[Your assignment]: Go through the records below line by line, counting those that contain the word "from"; answer with the count only.
++++++++
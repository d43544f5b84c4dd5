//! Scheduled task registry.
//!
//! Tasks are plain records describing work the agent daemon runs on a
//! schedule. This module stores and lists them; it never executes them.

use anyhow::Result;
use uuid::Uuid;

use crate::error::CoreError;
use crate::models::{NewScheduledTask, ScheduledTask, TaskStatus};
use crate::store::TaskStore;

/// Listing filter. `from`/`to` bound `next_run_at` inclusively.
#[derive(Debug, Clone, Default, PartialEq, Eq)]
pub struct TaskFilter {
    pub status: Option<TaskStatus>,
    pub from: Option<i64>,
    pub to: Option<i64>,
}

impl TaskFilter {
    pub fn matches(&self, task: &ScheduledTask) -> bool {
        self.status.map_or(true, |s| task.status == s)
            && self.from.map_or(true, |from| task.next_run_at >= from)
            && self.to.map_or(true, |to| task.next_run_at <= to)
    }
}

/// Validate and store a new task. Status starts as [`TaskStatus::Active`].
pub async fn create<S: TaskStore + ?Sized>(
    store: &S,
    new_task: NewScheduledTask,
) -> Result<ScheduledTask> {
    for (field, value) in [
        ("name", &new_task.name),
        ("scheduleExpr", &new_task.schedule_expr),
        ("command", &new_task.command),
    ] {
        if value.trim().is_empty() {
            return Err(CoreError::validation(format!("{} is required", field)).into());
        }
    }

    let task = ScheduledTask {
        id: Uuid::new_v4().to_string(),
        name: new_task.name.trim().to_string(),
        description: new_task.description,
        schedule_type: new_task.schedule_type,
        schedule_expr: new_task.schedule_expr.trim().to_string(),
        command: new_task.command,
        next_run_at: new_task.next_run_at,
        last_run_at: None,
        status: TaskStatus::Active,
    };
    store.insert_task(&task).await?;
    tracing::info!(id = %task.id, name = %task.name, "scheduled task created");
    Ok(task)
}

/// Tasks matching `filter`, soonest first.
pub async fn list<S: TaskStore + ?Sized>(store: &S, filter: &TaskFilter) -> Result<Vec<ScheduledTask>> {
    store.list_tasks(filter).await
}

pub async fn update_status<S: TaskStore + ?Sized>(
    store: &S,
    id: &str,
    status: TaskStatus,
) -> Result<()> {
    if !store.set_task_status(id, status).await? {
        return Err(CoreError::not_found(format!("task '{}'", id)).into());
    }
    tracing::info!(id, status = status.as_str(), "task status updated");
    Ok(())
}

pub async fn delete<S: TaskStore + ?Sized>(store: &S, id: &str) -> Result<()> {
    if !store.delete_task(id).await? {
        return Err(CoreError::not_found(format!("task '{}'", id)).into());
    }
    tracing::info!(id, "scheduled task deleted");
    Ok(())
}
++++++++
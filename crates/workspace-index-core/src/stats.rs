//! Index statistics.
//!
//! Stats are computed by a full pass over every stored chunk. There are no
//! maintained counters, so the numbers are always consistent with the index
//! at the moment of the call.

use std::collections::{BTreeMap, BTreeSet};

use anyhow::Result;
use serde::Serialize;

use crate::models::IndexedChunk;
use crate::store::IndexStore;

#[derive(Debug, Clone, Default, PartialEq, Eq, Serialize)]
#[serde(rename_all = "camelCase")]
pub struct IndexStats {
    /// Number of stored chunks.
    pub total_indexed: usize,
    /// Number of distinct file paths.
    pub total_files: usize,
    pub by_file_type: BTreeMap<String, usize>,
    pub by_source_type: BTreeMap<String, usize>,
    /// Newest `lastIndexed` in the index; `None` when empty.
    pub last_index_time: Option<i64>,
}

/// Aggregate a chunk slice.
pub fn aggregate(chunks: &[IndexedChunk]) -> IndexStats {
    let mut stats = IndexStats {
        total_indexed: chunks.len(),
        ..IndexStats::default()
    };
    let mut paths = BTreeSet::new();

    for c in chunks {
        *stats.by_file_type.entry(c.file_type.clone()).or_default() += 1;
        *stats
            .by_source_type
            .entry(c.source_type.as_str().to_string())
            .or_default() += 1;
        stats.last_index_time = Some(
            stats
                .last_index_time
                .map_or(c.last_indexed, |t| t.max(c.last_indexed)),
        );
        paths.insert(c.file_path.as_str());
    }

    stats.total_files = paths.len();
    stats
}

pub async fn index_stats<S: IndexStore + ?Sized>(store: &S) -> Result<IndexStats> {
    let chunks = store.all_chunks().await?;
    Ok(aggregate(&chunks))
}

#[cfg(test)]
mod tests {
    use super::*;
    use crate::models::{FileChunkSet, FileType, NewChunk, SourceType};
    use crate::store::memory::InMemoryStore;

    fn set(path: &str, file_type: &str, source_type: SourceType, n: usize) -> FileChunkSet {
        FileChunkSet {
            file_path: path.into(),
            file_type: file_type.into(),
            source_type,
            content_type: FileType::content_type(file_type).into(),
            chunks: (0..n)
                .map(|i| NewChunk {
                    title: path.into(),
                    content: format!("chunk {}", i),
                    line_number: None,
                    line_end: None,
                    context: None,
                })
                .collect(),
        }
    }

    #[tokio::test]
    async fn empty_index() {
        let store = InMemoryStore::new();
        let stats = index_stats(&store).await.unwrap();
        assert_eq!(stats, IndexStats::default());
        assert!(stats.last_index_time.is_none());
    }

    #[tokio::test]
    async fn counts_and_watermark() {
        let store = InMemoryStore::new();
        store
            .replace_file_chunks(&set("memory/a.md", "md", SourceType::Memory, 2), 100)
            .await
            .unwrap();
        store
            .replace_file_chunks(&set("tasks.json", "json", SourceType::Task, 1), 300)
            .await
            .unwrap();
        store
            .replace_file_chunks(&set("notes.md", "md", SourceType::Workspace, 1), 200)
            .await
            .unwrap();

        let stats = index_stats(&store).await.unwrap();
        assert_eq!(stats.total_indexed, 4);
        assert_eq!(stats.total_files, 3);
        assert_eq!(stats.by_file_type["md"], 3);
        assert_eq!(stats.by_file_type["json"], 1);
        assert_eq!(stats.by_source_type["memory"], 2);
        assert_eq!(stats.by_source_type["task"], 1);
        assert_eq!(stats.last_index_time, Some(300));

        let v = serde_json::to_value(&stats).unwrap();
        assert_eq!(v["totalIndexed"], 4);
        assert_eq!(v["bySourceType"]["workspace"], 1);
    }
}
++++++++
[Answer box]: 3